Activity: Count the lines in the records that hold the string "bool". Only the number should be given.

(Information provided)

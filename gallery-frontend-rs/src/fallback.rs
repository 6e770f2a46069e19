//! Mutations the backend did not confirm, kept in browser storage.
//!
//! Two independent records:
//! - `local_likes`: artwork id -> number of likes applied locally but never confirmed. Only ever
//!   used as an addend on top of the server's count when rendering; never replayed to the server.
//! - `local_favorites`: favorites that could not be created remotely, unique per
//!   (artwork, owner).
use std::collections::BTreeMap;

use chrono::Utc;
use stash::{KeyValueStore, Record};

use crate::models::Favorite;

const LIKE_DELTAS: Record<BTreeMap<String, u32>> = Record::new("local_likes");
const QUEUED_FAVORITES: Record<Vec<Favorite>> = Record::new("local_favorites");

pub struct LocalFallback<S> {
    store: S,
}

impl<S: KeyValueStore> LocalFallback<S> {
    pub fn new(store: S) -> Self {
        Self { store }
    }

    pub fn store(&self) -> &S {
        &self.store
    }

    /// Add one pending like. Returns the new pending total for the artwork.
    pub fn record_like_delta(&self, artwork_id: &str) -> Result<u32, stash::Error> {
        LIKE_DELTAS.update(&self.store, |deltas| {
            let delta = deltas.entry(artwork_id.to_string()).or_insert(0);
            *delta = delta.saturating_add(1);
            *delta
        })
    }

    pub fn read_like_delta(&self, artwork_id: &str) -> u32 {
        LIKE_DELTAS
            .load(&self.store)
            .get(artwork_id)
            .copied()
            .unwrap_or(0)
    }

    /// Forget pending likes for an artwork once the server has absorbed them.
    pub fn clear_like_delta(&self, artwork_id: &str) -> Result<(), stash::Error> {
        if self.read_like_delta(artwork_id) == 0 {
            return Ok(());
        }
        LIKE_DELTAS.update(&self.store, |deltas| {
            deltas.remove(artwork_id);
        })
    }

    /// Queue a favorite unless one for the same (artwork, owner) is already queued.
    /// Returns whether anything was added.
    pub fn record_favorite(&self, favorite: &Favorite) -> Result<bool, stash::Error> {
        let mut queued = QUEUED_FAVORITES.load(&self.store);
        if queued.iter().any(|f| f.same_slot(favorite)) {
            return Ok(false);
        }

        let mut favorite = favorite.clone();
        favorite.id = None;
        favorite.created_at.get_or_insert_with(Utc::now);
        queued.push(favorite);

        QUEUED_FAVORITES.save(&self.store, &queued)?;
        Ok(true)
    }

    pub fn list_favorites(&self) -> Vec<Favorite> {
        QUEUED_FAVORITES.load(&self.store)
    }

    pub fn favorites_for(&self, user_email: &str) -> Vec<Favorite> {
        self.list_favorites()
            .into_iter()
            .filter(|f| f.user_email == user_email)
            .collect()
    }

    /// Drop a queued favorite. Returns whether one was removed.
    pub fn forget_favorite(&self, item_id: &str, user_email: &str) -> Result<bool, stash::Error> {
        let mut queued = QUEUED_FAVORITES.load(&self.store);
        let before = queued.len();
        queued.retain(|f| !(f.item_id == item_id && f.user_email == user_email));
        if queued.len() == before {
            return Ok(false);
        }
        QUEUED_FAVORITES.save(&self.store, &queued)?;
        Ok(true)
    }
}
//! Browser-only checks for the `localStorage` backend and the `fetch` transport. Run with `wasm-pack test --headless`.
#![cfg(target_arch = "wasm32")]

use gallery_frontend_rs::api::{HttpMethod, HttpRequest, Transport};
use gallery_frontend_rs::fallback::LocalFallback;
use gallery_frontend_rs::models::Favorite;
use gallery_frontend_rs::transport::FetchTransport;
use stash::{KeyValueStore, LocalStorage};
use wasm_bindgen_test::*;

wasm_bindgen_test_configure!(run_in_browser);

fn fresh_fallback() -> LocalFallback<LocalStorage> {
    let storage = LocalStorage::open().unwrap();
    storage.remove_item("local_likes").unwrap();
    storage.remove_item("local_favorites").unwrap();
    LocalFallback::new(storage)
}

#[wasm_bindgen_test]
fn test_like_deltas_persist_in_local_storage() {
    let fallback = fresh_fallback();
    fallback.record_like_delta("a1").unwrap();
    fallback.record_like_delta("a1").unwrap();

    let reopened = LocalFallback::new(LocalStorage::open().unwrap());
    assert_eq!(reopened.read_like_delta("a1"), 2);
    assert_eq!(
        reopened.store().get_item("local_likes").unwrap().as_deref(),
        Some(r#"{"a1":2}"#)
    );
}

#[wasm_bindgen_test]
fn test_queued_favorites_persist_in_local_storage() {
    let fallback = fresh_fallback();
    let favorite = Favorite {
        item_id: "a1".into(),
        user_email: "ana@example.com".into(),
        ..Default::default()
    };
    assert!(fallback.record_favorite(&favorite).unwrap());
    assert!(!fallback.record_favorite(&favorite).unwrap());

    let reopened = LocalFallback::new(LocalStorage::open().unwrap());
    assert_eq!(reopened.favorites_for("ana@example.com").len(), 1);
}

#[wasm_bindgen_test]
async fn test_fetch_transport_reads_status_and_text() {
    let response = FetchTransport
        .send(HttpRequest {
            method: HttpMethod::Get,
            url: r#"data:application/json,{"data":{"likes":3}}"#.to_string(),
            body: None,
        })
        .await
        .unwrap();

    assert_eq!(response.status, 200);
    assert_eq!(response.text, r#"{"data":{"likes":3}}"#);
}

(End Information provided)

Answer for the task: 2